GIVEN DATA
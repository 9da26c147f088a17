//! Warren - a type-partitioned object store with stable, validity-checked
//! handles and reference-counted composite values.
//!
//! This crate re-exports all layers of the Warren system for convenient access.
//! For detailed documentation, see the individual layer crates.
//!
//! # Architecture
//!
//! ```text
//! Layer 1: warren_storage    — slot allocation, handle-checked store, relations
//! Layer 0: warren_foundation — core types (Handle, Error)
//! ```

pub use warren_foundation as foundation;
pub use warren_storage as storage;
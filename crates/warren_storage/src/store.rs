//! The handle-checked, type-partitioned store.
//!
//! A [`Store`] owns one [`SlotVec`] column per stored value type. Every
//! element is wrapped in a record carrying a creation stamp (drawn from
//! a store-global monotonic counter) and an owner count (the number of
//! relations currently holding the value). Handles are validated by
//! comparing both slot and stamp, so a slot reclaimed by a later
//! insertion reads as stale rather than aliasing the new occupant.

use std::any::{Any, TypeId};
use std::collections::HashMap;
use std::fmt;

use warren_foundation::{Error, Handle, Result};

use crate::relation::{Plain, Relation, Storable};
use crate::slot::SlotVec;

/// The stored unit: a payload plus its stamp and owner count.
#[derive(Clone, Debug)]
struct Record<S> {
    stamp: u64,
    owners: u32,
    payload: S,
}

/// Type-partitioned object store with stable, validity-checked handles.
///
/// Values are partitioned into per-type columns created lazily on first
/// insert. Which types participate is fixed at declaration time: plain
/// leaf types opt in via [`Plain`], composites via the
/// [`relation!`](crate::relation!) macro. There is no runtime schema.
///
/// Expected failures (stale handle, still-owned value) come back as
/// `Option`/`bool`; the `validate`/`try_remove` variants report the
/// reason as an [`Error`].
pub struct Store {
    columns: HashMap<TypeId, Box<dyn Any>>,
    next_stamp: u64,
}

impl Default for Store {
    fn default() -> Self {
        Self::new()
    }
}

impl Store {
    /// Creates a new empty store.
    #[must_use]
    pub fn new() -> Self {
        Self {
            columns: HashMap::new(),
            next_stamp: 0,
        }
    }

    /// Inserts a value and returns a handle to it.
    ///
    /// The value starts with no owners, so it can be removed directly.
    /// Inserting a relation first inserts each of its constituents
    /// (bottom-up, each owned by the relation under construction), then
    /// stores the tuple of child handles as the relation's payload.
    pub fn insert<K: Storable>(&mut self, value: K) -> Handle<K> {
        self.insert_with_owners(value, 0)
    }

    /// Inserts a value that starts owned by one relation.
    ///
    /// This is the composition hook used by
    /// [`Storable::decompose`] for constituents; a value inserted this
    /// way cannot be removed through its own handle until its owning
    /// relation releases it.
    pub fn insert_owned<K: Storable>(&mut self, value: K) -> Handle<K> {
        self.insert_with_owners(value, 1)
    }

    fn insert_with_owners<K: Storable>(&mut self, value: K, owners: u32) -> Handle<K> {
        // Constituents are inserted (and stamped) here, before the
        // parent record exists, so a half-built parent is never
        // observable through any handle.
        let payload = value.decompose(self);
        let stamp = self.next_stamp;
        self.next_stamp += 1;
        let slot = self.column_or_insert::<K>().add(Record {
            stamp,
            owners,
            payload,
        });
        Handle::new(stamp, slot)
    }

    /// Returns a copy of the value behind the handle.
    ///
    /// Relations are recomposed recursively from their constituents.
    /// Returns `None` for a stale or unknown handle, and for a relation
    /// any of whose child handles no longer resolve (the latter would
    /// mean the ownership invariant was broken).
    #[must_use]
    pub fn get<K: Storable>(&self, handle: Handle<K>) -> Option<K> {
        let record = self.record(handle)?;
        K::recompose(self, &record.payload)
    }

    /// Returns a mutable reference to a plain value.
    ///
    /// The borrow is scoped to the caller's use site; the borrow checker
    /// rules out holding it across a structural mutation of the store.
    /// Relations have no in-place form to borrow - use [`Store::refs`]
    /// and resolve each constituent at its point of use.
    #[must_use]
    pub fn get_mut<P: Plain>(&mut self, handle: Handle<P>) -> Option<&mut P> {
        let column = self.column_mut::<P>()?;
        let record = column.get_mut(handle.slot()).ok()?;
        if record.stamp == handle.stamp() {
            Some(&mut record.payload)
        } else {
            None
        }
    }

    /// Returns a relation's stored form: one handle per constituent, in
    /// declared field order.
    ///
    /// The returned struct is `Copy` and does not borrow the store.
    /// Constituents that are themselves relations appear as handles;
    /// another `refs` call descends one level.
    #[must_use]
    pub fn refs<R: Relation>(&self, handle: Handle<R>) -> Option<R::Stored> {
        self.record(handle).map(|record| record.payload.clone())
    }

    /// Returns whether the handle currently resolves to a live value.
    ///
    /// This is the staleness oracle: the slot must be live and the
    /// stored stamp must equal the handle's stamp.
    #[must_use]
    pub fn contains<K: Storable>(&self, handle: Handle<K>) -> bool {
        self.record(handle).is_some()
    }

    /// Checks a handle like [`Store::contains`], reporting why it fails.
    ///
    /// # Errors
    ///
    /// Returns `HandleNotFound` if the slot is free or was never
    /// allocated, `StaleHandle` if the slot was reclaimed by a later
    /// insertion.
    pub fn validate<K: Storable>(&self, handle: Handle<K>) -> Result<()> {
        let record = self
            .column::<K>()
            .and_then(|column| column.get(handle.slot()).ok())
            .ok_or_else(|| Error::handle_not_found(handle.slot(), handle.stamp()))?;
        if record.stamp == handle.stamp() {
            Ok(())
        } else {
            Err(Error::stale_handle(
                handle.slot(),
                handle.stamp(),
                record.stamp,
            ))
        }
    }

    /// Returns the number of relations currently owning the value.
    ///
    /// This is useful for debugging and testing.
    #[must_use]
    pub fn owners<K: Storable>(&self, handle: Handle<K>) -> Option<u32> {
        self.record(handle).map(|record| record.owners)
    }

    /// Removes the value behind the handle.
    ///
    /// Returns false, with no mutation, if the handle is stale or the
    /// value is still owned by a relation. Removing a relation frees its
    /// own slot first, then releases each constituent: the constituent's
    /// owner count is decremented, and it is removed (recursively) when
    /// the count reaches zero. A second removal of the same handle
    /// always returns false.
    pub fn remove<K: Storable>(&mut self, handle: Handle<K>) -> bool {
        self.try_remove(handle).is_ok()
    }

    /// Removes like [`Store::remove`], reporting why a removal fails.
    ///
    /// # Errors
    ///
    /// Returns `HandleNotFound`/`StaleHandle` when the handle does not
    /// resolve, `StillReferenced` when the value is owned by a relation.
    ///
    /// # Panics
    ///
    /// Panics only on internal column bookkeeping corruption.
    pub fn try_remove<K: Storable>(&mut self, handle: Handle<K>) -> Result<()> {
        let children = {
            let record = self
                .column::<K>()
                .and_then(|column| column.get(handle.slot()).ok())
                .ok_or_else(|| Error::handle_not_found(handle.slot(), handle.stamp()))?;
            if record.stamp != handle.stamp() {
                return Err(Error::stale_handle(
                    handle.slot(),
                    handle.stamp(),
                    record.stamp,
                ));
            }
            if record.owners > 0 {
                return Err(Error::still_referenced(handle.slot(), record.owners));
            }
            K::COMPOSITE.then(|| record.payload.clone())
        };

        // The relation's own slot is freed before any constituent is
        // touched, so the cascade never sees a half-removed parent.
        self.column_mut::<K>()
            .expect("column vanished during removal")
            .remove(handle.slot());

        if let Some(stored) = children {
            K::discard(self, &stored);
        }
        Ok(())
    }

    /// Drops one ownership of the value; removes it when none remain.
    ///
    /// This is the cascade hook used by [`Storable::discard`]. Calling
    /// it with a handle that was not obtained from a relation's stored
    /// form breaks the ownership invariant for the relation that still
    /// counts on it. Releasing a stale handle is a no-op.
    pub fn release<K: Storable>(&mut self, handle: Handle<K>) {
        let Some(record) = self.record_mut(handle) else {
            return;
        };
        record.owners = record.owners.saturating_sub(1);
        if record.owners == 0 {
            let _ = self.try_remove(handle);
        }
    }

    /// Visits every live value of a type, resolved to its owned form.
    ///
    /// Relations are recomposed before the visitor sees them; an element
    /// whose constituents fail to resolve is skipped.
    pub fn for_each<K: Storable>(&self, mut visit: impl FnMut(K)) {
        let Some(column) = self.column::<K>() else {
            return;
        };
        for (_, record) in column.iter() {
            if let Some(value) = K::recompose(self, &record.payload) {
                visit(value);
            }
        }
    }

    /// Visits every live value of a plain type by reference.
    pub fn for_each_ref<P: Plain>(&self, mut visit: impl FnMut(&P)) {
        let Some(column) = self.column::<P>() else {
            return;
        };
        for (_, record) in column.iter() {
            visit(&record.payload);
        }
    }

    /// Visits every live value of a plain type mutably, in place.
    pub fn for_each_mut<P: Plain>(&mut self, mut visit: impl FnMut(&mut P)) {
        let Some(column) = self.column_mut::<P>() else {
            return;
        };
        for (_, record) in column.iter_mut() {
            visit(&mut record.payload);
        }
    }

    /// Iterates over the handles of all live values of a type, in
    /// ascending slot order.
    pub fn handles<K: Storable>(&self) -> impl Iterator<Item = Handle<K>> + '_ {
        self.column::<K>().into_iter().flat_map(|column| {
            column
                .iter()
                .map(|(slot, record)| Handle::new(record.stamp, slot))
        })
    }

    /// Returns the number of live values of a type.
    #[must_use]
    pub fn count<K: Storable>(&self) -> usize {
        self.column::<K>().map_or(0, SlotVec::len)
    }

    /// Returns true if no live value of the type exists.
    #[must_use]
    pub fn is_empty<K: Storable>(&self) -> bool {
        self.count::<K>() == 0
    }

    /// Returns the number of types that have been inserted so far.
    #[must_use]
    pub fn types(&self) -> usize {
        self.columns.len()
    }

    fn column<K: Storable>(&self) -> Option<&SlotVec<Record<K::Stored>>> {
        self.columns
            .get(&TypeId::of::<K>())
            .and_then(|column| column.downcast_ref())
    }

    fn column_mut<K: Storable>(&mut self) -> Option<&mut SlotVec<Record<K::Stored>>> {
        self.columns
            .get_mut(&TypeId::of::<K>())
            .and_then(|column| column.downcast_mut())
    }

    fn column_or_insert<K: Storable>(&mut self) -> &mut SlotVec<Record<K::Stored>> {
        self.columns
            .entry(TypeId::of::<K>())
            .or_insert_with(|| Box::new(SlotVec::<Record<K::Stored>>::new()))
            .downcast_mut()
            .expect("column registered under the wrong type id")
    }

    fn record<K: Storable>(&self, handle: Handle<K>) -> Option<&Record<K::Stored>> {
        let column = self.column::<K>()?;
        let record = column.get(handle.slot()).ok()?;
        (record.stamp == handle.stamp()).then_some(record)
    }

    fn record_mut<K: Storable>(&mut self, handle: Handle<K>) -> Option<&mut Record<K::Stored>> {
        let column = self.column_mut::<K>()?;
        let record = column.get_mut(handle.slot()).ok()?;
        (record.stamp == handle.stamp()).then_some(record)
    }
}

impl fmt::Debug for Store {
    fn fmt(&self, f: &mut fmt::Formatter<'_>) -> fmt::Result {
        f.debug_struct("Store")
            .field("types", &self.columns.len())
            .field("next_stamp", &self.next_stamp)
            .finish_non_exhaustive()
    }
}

WHAT TO WORK ON
Output, exactly and in full, the lines from the start of the entries above through the line that contains "pub use warren_storage as storage;".

EXERCISE OUTPUT
repository 9da26c147f088a17
//! Warren - a type-partitioned object store with stable, validity-checked
//! handles and reference-counted composite values.
//!
//! This crate re-exports all layers of the Warren system for convenient access.
//! For detailed documentation, see the individual layer crates.
//!
//! # Architecture
//!
//! ```text
//! Layer 1: warren_storage    — slot allocation, handle-checked store, relations
//! Layer 0: warren_foundation — core types (Handle, Error)
//! ```

pub use warren_foundation as foundation;
pub use warren_storage as storage;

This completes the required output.